Sometimes people crave wealth, a person's love, land, power, or something else so badly they can think of nothing else. Greed consumes them, and destroys them as surely as it did the young men. Keeping our values balanced is a challenge that most find daunting.
Jesus said, "Seek first the kingdom of God, and all these will be given to you as well." Serve rather than crave. Seek rather than hoard. Pray rather than slay. When we hurt, we lash out in anger; we seek to destroy.
The Pardoner knew Greed's dangers well; they already had consumed him. We too seek God, we thirst for peace, we crave forgiveness. And we hear the words of Jesus (from John 7:36), "If anyone is thirsty, let him come to me and drink. Who ever believes in me, as the Scripture has said, streams of living water will flow from within him." An early follower of the Jesus wrote (Romans 14:17f.), "For the kingdom of God is not matter of eating and drinking, but of righteousness, peace, and joy in the Holy Spirit, because anyone who serves Christ in this way is pleasing God and approved to men. Let us therefore make every effort to do what leads to peace and to mutual edification."

Tuesday, February 21, 2006

Who is worthy to speak for God?

Moses knew the feeling. When God told him to lead Israel out of slavery in Egypt, Moses knew one truth: God was picking the wrong man.

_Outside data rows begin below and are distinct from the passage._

use chrono::NaiveDate;

use bloodbank_model::DEFAULT_DONOR_PREFIX;

use crate::error::{Result, SynthError};

pub const DEFAULT_NUM_DONORS: usize = 5000;
pub const DEFAULT_START_DATE: NaiveDate = ymd(2023, 1, 1);
pub const DEFAULT_END_DATE: NaiveDate = ymd(2024, 12, 31);

const fn ymd(year: i32, month: u32, day: u32) -> NaiveDate {
    match NaiveDate::from_ymd_opt(year, month, day) {
        Some(date) => date,
        None => panic!("invalid default date"),
    }
}

/// Parameters of one generation run.
#[derive(Debug, Clone, PartialEq, Eq)]
pub struct GeneratorConfig {
    pub num_donors: usize,
    pub donor_prefix: String,
    /// First day of the log, inclusive.
    pub start_date: NaiveDate,
    /// Last day of the log, inclusive.
    pub end_date: NaiveDate,
}

impl Default for GeneratorConfig {
    fn default() -> Self {
        Self {
            num_donors: DEFAULT_NUM_DONORS,
            donor_prefix: DEFAULT_DONOR_PREFIX.to_string(),
            start_date: DEFAULT_START_DATE,
            end_date: DEFAULT_END_DATE,
        }
    }
}

impl GeneratorConfig {
    #[must_use]
    pub fn with_num_donors(mut self, num_donors: usize) -> Self {
        self.num_donors = num_donors;
        self
    }

    #[must_use]
    pub fn with_donor_prefix(mut self, prefix: impl Into<String>) -> Self {
        self.donor_prefix = prefix.into();
        self
    }

    #[must_use]
    pub fn with_date_range(mut self, start_date: NaiveDate, end_date: NaiveDate) -> Self {
        self.start_date = start_date;
        self.end_date = end_date;
        self
    }

    /// Number of calendar days covered by the log.
    pub fn day_count(&self) -> usize {
        if self.start_date > self.end_date {
            0
        } else {
            (self.end_date - self.start_date).num_days() as usize + 1
        }
    }

    pub fn validate(&self) -> Result<()> {
        if self.num_donors == 0 {
            return Err(SynthError::NoDonors);
        }
        if self.start_date > self.end_date {
            return Err(SynthError::InvalidDateRange {
                start: self.start_date,
                end: self.end_date,
            });
        }
        Ok(())
    }
}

Isaiah painfully realized that he was not worthy to be anywhere near God. How could he dare to speak for him? Jonah ran and sailed as hard as he could to get away from God's mission for him. Preachers today sometimes dream that they're standing naked before their congregation or that they're speaking a foreign language (which they don't understand well) while they're preaching. Each dream, like the experiences of the biblical heroes mentioned above, shouts, "How dare I speak for God?" Who is worthy to such a task? Only one, and he now sits at God's right hand: Jesus. But God still reaches out to hardened, hurting people and sometimes he uses other hardened, hurting people to say, "I love you." The Bible talks about the "foolishness of preaching" and God's using "broken vessels." Sometimes I wonder how I can talk to others about God. And then I think, "If I don't, who will?" To be sure, there are thousands out there, perhaps millions, who will, but perhaps my voice, shaped by unique experiences and blessed by exposure to gifted teachers of God's word, will be the only one heard by that man or woman who most needs God at this moment. And if he or she can't, or won't hear me, then who? Could it be...you?

Sunday, February 19, 2006

Heroes of Faith

I spent the weekend with a fascinating woman: my mother! Friday was her birthday. An amazing feat for a woman who was a very sickly baby, whose own mother died a few weeks after my mother's birth. The granddaughter, daughter, and mother of preachers, she has spoken herself at college Bible lectureships and women's seminars (In fact, she will speak on one in April). She loves the Lord and his church deeply, still taking Bible courses at a school of biblical studies as well as teaching the Bible.
I also was able to worship with and lead singing at a great congregation: the Ridgedale church of Christ, a very conservative, racially integrated congregation where my father preached for seventeen years. One of the highlights was speaking again with a retired African-American preacher who worships there. William McCleskey preached for over fifty years. In the past, he and I have rotated preaching and leading singing for one another at nursing homes. Despite poor health, he too retains a brave spirit and a deep love for Christ. His grandson is one of the deacons at Ridgedale.
I also spent a few minutes with Clyde Holder, who was an elder there for over sixty-five years. A man of vision and compassion, he is one of a few men who spring to my mind when I hear discussion about biblical qualifications for elders.
I mention these three because they are among my heroes of faith - people who kept their focus on Jesus, the author and perfecter of our faith. They each have directed many others to the Lord and have shown in their own conduct what it means to walk in his steps. May they know health and happiness; it may be selfish, but I still need them.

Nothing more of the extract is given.